[Collection entries]
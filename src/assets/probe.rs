//! Explicit media duration discovery.
//!
//! Scene timing comes from the narration file's length and motion clips are reconciled
//! against their native length, so every duration the compositor needs is fetched through
//! [`MediaProbe`]. Tests and dry runs inject [`FixedProbe`] instead of touching real media.

use std::collections::HashMap;
use std::path::{Path, PathBuf};

use crate::assets::media::{AudioPcm, decode_audio_f32_stereo};
use crate::foundation::error::{ReelError, ReelResult};

#[derive(Clone, Copy, Debug, PartialEq, serde::Serialize)]
/// What a probe learned about one media file.
pub struct MediaInfo {
    /// Container duration in seconds.
    pub duration_secs: f64,
    /// Video width, when a video stream exists.
    pub width: Option<u32>,
    /// Video height, when a video stream exists.
    pub height: Option<u32>,
    pub has_video: bool,
    pub has_audio: bool,
}

impl MediaInfo {
    /// Audio-only media of the given length.
    pub fn audio(duration_secs: f64) -> Self {
        Self {
            duration_secs,
            width: None,
            height: None,
            has_video: false,
            has_audio: true,
        }
    }

    /// Silent video of the given length and size.
    pub fn video(duration_secs: f64, width: u32, height: u32) -> Self {
        Self {
            duration_secs,
            width: Some(width),
            height: Some(height),
            has_video: true,
            has_audio: false,
        }
    }
}

/// Discovers media durations and stream layout, and loads narration for a probed file.
pub trait MediaProbe: Send + Sync {
    fn probe(&self, path: &Path) -> ReelResult<MediaInfo>;

    /// Stereo PCM of the narration at `path`, resampled to `sample_rate`.
    fn narration_pcm(&self, path: &Path, sample_rate: u32) -> ReelResult<AudioPcm> {
        decode_audio_f32_stereo(path, sample_rate)
    }
}

#[derive(Clone, Copy, Debug, Default)]
/// Probe backed by the system `ffprobe` binary.
pub struct FfprobeProbe;

impl MediaProbe for FfprobeProbe {
    fn probe(&self, path: &Path) -> ReelResult<MediaInfo> {
        #[derive(serde::Deserialize)]
        struct ProbeStream {
            codec_type: Option<String>,
            width: Option<u32>,
            height: Option<u32>,
            duration: Option<String>,
        }
        #[derive(serde::Deserialize)]
        struct ProbeFormat {
            duration: Option<String>,
        }
        #[derive(serde::Deserialize)]
        struct ProbeOut {
            #[serde(default)]
            streams: Vec<ProbeStream>,
            format: Option<ProbeFormat>,
        }

        if !path.exists() {
            return Err(ReelError::missing(path));
        }

        let out = std::process::Command::new("ffprobe")
            .args([
                "-v",
                "error",
                "-print_format",
                "json",
                "-show_streams",
                "-show_format",
            ])
            .arg(path)
            .output()
            .map_err(|e| ReelError::unreadable(path, format!("failed to run ffprobe: {e}")))?;
        if !out.status.success() {
            return Err(ReelError::unreadable(
                path,
                format!(
                    "ffprobe failed: {}",
                    String::from_utf8_lossy(&out.stderr).trim()
                ),
            ));
        }

        let parsed: ProbeOut = serde_json::from_slice(&out.stdout)
            .map_err(|e| ReelError::unreadable(path, format!("ffprobe json parse failed: {e}")))?;

        let video = parsed
            .streams
            .iter()
            .find(|s| s.codec_type.as_deref() == Some("video"));
        let has_audio = parsed
            .streams
            .iter()
            .any(|s| s.codec_type.as_deref() == Some("audio"));

        // Prefer the container duration; some muxers only report it per stream.
        let duration_secs = parsed
            .format
            .as_ref()
            .and_then(|f| f.duration.as_deref())
            .and_then(parse_secs)
            .or_else(|| {
                parsed
                    .streams
                    .iter()
                    .filter_map(|s| s.duration.as_deref().and_then(parse_secs))
                    .reduce(f64::max)
            })
            .ok_or_else(|| ReelError::unreadable(path, "media has no readable duration"))?;

        Ok(MediaInfo {
            duration_secs,
            width: video.and_then(|v| v.width),
            height: video.and_then(|v| v.height),
            has_video: video.is_some(),
            has_audio,
        })
    }
}

fn parse_secs(s: &str) -> Option<f64> {
    s.trim().parse::<f64>().ok().filter(|d| d.is_finite() && *d >= 0.0)
}

#[derive(Clone, Debug, Default)]
/// Probe answering from a fixed table; unknown paths are reported missing.
pub struct FixedProbe {
    entries: HashMap<PathBuf, MediaInfo>,
}

impl FixedProbe {
    pub fn new() -> Self {
        Self::default()
    }

    /// Register `info` for `path`.
    pub fn with(mut self, path: impl Into<PathBuf>, info: MediaInfo) -> Self {
        self.entries.insert(path.into(), info);
        self
    }

    /// Register an audio file of `secs` seconds.
    pub fn with_audio(self, path: impl Into<PathBuf>, secs: f64) -> Self {
        self.with(path, MediaInfo::audio(secs))
    }
}

impl MediaProbe for FixedProbe {
    fn probe(&self, path: &Path) -> ReelResult<MediaInfo> {
        self.entries
            .get(path)
            .copied()
            .ok_or_else(|| ReelError::missing(path))
    }

    /// Silence of the registered length.
    fn narration_pcm(&self, path: &Path, sample_rate: u32) -> ReelResult<AudioPcm> {
        let info = self.probe(path)?;
        let frames = (info.duration_secs * f64::from(sample_rate)).round().max(0.0) as usize;
        Ok(AudioPcm {
            sample_rate,
            channels: 2,
            interleaved_f32: vec![0.0; frames * 2],
        })
    }
}

#[cfg(test)]
#[path = "../../tests/unit/assets/probe.rs"]
mod tests;
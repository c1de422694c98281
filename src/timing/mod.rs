pub(crate) mod allocator;
pub(crate) mod frames;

*What you should do*
Take the entries above and transcribe them exactly.

*Exercise result*
filename src/assets/probe.rs
//! Explicit media duration discovery.
//!
//! Scene timing comes from the narration file's length and motion clips are reconciled
//! against their native length, so every duration the compositor needs is fetched through
//! [`MediaProbe`]. Tests and dry runs inject [`FixedProbe`] instead of touching real media.

use std::collections::HashMap;
use std::path::{Path, PathBuf};

use crate::assets::media::{AudioPcm, decode_audio_f32_stereo};
use crate::foundation::error::{ReelError, ReelResult};

#[derive(Clone, Copy, Debug, PartialEq, serde::Serialize)]
/// What a probe learned about one media file.
pub struct MediaInfo {
    /// Container duration in seconds.
    pub duration_secs: f64,
    /// Video width, when a video stream exists.
    pub width: Option<u32>,
    /// Video height, when a video stream exists.
    pub height: Option<u32>,
    pub has_video: bool,
    pub has_audio: bool,
}

impl MediaInfo {
    /// Audio-only media of the given length.
    pub fn audio(duration_secs: f64) -> Self {
        Self {
            duration_secs,
            width: None,
            height: None,
            has_video: false,
            has_audio: true,
        }
    }

    /// Silent video of the given length and size.
    pub fn video(duration_secs: f64, width: u32, height: u32) -> Self {
        Self {
            duration_secs,
            width: Some(width),
            height: Some(height),
            has_video: true,
            has_audio: false,
        }
    }
}

/// Discovers media durations and stream layout, and loads narration for a probed file.
pub trait MediaProbe: Send + Sync {
    fn probe(&self, path: &Path) -> ReelResult<MediaInfo>;

    /// Stereo PCM of the narration at `path`, resampled to `sample_rate`.
    fn narration_pcm(&self, path: &Path, sample_rate: u32) -> ReelResult<AudioPcm> {
        decode_audio_f32_stereo(path, sample_rate)
    }
}

#[derive(Clone, Copy, Debug, Default)]
/// Probe backed by the system `ffprobe` binary.
pub struct FfprobeProbe;

impl MediaProbe for FfprobeProbe {
    fn probe(&self, path: &Path) -> ReelResult<MediaInfo> {
        #[derive(serde::Deserialize)]
        struct ProbeStream {
            codec_type: Option<String>,
            width: Option<u32>,
            height: Option<u32>,
            duration: Option<String>,
        }
        #[derive(serde::Deserialize)]
        struct ProbeFormat {
            duration: Option<String>,
        }
        #[derive(serde::Deserialize)]
        struct ProbeOut {
            #[serde(default)]
            streams: Vec<ProbeStream>,
            format: Option<ProbeFormat>,
        }

        if !path.exists() {
            return Err(ReelError::missing(path));
        }

        let out = std::process::Command::new("ffprobe")
            .args([
                "-v",
                "error",
                "-print_format",
                "json",
                "-show_streams",
                "-show_format",
            ])
            .arg(path)
            .output()
            .map_err(|e| ReelError::unreadable(path, format!("failed to run ffprobe: {e}")))?;
        if !out.status.success() {
            return Err(ReelError::unreadable(
                path,
                format!(
                    "ffprobe failed: {}",
                    String::from_utf8_lossy(&out.stderr).trim()
                ),
            ));
        }

        let parsed: ProbeOut = serde_json::from_slice(&out.stdout)
            .map_err(|e| ReelError::unreadable(path, format!("ffprobe json parse failed: {e}")))?;

        let video = parsed
            .streams
            .iter()
            .find(|s| s.codec_type.as_deref() == Some("video"));
        let has_audio = parsed
            .streams
            .iter()
            .any(|s| s.codec_type.as_deref() == Some("audio"));

        // Prefer the container duration; some muxers only report it per stream.
        let duration_secs = parsed
            .format
            .as_ref()
            .and_then(|f| f.duration.as_deref())
            .and_then(parse_secs)
            .or_else(|| {
                parsed
                    .streams
                    .iter()
                    .filter_map(|s| s.duration.as_deref().and_then(parse_secs))
                    .reduce(f64::max)
            })
            .ok_or_else(|| ReelError::unreadable(path, "media has no readable duration"))?;

        Ok(MediaInfo {
            duration_secs,
            width: video.and_then(|v| v.width),
            height: video.and_then(|v| v.height),
            has_video: video.is_some(),
            has_audio,
        })
    }
}

fn parse_secs(s: &str) -> Option<f64> {
    s.trim().parse::<f64>().ok().filter(|d| d.is_finite() && *d >= 0.0)
}

#[derive(Clone, Debug, Default)]
/// Probe answering from a fixed table; unknown paths are reported missing.
pub struct FixedProbe {
    entries: HashMap<PathBuf, MediaInfo>,
}

impl FixedProbe {
    pub fn new() -> Self {
        Self::default()
    }

    /// Register `info` for `path`.
    pub fn with(mut self, path: impl Into<PathBuf>, info: MediaInfo) -> Self {
        self.entries.insert(path.into(), info);
        self
    }

    /// Register an audio file of `secs` seconds.
    pub fn with_audio(self, path: impl Into<PathBuf>, secs: f64) -> Self {
        self.with(path, MediaInfo::audio(secs))
    }
}

impl MediaProbe for FixedProbe {
    fn probe(&self, path: &Path) -> ReelResult<MediaInfo> {
        self.entries
            .get(path)
            .copied()
            .ok_or_else(|| ReelError::missing(path))
    }

    /// Silence of the registered length.
    fn narration_pcm(&self, path: &Path, sample_rate: u32) -> ReelResult<AudioPcm> {
        let info = self.probe(path)?;
        let frames = (info.duration_secs * f64::from(sample_rate)).round().max(0.0) as usize;
        Ok(AudioPcm {
            sample_rate,
            channels: 2,
            interleaved_f32: vec![0.0; frames * 2],
        })
    }
}

#[cfg(test)]
#[path = "../../tests/unit/assets/probe.rs"]
mod tests;
repository c1de422694c98281
filename src/timing/mod.rs
pub(crate) mod allocator;
pub(crate) mod frames;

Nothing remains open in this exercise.